## Work item
Where the records hold the string "fixed", show the whole line it sits on.

------------------------------

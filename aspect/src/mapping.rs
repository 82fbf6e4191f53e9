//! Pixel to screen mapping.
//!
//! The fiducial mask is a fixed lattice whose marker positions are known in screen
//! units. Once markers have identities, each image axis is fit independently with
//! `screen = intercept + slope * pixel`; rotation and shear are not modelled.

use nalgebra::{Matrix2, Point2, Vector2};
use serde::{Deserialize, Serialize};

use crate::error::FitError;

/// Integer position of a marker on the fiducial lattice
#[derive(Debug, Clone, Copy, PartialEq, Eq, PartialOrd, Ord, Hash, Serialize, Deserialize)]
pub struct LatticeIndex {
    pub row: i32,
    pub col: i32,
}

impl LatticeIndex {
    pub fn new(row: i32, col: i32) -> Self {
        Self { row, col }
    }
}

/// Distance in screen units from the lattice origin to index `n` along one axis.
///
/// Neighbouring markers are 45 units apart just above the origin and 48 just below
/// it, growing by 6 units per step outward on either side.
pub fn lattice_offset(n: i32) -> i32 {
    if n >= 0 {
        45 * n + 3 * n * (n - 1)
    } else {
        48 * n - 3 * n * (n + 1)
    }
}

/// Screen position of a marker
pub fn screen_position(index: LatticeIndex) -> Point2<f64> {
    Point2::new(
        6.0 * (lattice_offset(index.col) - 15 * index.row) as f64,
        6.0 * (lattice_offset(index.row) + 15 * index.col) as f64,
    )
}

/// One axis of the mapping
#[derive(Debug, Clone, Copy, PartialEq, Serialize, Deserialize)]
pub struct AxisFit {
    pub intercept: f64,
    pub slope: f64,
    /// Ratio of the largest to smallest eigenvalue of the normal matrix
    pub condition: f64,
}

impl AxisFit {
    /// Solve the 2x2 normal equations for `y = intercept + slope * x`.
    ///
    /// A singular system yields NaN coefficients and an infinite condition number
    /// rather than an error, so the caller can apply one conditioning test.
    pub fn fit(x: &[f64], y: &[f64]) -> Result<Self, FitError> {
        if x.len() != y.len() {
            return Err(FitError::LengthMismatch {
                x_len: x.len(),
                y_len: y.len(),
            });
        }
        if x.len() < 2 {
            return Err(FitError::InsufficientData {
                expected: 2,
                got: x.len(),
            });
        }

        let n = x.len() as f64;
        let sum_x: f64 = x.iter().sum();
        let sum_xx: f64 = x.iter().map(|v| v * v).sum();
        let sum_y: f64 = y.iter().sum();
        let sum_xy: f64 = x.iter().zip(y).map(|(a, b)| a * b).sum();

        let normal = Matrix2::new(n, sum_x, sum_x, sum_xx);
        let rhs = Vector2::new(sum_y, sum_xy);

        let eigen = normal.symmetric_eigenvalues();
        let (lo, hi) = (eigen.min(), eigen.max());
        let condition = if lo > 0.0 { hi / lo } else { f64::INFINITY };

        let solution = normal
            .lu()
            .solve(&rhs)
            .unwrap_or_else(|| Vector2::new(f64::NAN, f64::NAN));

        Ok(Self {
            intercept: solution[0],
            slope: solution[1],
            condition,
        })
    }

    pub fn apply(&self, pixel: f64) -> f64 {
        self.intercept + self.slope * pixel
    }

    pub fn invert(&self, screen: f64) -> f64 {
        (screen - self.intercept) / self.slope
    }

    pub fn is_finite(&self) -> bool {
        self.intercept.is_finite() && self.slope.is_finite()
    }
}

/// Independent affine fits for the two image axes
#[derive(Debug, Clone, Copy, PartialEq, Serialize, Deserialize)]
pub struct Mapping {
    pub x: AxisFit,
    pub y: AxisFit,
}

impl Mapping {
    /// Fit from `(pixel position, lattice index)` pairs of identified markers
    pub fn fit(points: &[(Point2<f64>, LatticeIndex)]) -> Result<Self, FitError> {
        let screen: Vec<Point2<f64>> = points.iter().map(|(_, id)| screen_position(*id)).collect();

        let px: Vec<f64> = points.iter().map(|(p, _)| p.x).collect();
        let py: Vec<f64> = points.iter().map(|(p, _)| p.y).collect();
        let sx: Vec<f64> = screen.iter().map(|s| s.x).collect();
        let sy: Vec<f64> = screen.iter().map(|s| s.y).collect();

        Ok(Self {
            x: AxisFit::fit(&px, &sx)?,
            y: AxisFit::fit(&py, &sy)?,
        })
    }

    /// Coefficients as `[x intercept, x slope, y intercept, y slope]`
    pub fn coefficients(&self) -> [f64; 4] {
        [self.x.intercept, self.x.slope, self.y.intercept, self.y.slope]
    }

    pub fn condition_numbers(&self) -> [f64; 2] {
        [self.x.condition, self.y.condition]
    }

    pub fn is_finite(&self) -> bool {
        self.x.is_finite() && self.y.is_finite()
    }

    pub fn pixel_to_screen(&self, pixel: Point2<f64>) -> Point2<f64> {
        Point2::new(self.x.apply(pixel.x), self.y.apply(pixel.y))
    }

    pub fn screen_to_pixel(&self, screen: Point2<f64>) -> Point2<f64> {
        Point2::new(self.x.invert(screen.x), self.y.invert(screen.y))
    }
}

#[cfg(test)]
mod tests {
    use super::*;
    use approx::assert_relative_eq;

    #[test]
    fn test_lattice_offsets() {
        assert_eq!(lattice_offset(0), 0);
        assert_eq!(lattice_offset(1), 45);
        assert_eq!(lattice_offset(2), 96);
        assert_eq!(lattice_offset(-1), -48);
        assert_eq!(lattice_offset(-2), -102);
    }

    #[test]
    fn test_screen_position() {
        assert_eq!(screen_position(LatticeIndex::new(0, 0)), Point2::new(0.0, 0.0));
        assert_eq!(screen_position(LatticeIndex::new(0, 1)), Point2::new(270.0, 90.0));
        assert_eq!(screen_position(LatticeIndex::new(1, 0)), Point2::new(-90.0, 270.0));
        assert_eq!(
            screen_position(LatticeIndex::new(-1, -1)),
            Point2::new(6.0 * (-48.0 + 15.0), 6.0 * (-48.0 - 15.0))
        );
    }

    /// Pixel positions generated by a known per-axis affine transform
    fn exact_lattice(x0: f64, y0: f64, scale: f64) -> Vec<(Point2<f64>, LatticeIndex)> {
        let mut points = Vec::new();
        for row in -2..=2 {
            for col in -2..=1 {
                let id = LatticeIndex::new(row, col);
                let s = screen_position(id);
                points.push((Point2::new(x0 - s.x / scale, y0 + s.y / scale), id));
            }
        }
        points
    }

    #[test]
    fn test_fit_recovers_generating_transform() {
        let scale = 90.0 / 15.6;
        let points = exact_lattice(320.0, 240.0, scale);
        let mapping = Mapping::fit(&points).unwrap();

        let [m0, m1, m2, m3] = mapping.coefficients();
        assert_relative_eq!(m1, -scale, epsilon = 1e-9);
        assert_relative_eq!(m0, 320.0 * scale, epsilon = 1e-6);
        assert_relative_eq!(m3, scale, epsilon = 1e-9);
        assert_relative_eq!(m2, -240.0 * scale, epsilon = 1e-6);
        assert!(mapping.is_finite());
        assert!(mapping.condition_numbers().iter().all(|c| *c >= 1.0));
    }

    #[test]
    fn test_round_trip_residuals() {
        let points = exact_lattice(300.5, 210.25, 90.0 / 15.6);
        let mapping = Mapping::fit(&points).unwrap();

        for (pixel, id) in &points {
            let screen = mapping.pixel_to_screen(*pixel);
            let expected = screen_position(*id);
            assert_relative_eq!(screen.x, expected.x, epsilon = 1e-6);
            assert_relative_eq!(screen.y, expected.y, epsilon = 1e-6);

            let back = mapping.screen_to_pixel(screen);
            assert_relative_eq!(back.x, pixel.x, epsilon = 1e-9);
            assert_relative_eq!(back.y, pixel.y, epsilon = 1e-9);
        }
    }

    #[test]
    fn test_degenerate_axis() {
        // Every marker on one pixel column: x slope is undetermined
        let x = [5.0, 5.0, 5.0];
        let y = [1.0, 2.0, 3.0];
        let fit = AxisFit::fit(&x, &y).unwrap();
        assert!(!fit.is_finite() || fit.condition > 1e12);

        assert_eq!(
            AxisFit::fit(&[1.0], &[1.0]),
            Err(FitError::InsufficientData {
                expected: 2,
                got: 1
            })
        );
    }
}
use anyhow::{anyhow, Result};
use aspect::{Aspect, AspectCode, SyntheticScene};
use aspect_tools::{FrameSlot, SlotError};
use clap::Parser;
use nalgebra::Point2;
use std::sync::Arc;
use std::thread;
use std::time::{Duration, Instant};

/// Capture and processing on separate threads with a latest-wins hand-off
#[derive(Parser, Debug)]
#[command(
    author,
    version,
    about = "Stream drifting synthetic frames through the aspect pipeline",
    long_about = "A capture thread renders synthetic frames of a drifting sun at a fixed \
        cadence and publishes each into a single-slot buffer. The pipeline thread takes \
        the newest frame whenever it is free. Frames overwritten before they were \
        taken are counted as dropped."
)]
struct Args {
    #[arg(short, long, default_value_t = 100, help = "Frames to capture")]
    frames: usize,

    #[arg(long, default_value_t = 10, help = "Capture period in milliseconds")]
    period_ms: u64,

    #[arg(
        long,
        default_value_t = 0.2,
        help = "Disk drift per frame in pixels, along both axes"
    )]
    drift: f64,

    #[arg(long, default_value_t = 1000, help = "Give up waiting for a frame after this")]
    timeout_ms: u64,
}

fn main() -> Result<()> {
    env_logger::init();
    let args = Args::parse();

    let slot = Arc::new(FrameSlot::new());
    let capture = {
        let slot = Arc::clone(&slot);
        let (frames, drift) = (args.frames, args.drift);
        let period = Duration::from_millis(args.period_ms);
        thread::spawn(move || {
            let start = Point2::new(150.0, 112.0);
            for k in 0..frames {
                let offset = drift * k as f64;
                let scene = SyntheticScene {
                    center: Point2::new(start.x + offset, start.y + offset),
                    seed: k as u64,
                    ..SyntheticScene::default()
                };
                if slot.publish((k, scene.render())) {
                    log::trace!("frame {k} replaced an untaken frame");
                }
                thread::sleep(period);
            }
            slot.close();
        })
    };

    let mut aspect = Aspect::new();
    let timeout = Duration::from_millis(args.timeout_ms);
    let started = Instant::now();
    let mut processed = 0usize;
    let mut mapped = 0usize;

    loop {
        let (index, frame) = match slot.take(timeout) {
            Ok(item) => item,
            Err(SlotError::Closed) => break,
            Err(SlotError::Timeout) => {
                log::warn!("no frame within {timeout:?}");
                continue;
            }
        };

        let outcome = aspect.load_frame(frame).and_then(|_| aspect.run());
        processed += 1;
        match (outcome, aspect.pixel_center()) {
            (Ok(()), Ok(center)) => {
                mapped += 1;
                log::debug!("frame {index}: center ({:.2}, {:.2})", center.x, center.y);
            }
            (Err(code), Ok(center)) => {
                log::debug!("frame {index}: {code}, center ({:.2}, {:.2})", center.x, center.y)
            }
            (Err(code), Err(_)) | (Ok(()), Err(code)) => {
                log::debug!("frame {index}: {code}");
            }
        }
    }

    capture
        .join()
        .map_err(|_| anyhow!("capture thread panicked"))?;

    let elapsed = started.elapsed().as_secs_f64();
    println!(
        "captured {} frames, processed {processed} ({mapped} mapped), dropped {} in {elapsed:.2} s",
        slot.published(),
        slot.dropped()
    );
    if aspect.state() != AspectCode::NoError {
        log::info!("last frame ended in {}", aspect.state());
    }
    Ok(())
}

------------------------------

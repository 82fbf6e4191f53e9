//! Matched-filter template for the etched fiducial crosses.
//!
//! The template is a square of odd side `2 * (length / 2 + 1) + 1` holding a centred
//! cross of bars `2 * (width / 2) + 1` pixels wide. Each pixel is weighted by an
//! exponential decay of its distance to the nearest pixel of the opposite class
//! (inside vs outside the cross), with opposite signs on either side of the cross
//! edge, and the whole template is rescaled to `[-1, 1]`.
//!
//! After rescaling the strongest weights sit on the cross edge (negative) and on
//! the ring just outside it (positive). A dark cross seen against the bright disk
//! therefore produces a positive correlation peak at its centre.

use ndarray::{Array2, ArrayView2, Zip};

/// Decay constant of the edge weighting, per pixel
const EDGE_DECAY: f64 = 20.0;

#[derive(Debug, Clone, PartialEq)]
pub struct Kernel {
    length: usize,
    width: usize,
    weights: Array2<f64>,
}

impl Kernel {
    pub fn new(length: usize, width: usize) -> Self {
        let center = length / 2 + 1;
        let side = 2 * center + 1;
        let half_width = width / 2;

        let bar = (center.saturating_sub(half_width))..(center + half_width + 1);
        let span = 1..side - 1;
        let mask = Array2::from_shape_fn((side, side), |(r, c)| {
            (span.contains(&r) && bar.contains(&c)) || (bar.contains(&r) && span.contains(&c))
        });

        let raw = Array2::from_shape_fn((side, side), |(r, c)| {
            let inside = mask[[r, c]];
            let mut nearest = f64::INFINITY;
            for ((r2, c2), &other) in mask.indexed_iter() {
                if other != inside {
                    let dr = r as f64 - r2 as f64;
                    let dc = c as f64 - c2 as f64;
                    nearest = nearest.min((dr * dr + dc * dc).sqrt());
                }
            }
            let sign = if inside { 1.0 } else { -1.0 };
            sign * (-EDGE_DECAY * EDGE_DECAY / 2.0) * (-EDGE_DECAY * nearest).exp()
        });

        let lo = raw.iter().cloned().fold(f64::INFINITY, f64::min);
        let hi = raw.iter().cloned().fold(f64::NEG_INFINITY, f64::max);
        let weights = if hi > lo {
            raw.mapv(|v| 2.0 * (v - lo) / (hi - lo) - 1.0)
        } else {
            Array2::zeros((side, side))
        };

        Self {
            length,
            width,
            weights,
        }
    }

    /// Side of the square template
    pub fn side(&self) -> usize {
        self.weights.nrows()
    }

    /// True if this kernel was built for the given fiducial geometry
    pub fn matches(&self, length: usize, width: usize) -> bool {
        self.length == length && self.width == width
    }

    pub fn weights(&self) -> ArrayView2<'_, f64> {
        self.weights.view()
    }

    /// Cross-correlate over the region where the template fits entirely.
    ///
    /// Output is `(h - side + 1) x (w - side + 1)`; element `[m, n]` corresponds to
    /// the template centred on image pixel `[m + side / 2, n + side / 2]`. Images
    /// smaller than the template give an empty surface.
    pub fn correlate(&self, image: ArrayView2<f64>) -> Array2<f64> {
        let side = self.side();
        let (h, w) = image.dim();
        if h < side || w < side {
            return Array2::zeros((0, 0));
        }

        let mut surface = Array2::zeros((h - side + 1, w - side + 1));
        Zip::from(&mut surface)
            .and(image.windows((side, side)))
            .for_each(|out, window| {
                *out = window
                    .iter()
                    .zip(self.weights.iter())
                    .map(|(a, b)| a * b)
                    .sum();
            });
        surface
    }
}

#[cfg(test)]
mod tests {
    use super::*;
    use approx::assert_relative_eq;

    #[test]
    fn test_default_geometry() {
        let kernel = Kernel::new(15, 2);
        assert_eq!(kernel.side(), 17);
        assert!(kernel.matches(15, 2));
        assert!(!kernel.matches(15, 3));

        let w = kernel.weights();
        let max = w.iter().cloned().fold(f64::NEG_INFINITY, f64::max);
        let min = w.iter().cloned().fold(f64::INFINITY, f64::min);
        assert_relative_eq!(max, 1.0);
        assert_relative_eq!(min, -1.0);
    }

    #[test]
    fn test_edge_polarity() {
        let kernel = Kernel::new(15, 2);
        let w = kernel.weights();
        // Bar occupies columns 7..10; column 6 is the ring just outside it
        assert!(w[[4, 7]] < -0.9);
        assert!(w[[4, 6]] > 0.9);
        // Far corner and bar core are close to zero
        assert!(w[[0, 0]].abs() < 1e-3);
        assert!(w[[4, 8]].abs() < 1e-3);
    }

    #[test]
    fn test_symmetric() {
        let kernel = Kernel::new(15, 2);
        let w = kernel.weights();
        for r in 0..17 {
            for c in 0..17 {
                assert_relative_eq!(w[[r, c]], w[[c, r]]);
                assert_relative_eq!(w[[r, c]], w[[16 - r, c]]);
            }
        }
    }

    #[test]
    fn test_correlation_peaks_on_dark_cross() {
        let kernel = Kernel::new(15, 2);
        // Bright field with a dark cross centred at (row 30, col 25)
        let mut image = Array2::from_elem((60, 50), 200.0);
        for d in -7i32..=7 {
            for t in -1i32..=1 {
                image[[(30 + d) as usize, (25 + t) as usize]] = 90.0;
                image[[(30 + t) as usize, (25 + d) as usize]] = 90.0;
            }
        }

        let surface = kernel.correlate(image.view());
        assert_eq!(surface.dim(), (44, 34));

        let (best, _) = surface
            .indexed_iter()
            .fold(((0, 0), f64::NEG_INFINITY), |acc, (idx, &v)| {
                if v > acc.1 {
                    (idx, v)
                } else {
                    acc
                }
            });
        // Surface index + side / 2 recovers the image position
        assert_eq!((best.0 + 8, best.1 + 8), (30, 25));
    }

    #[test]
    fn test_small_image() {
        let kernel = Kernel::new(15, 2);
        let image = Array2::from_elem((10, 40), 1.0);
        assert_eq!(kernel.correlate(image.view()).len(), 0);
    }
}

------------------------------

## Solution below
//! The fiducial mask is a fixed lattice whose marker positions are known in screen
    long_about = "A capture thread renders synthetic frames of a drifting sun at a fixed \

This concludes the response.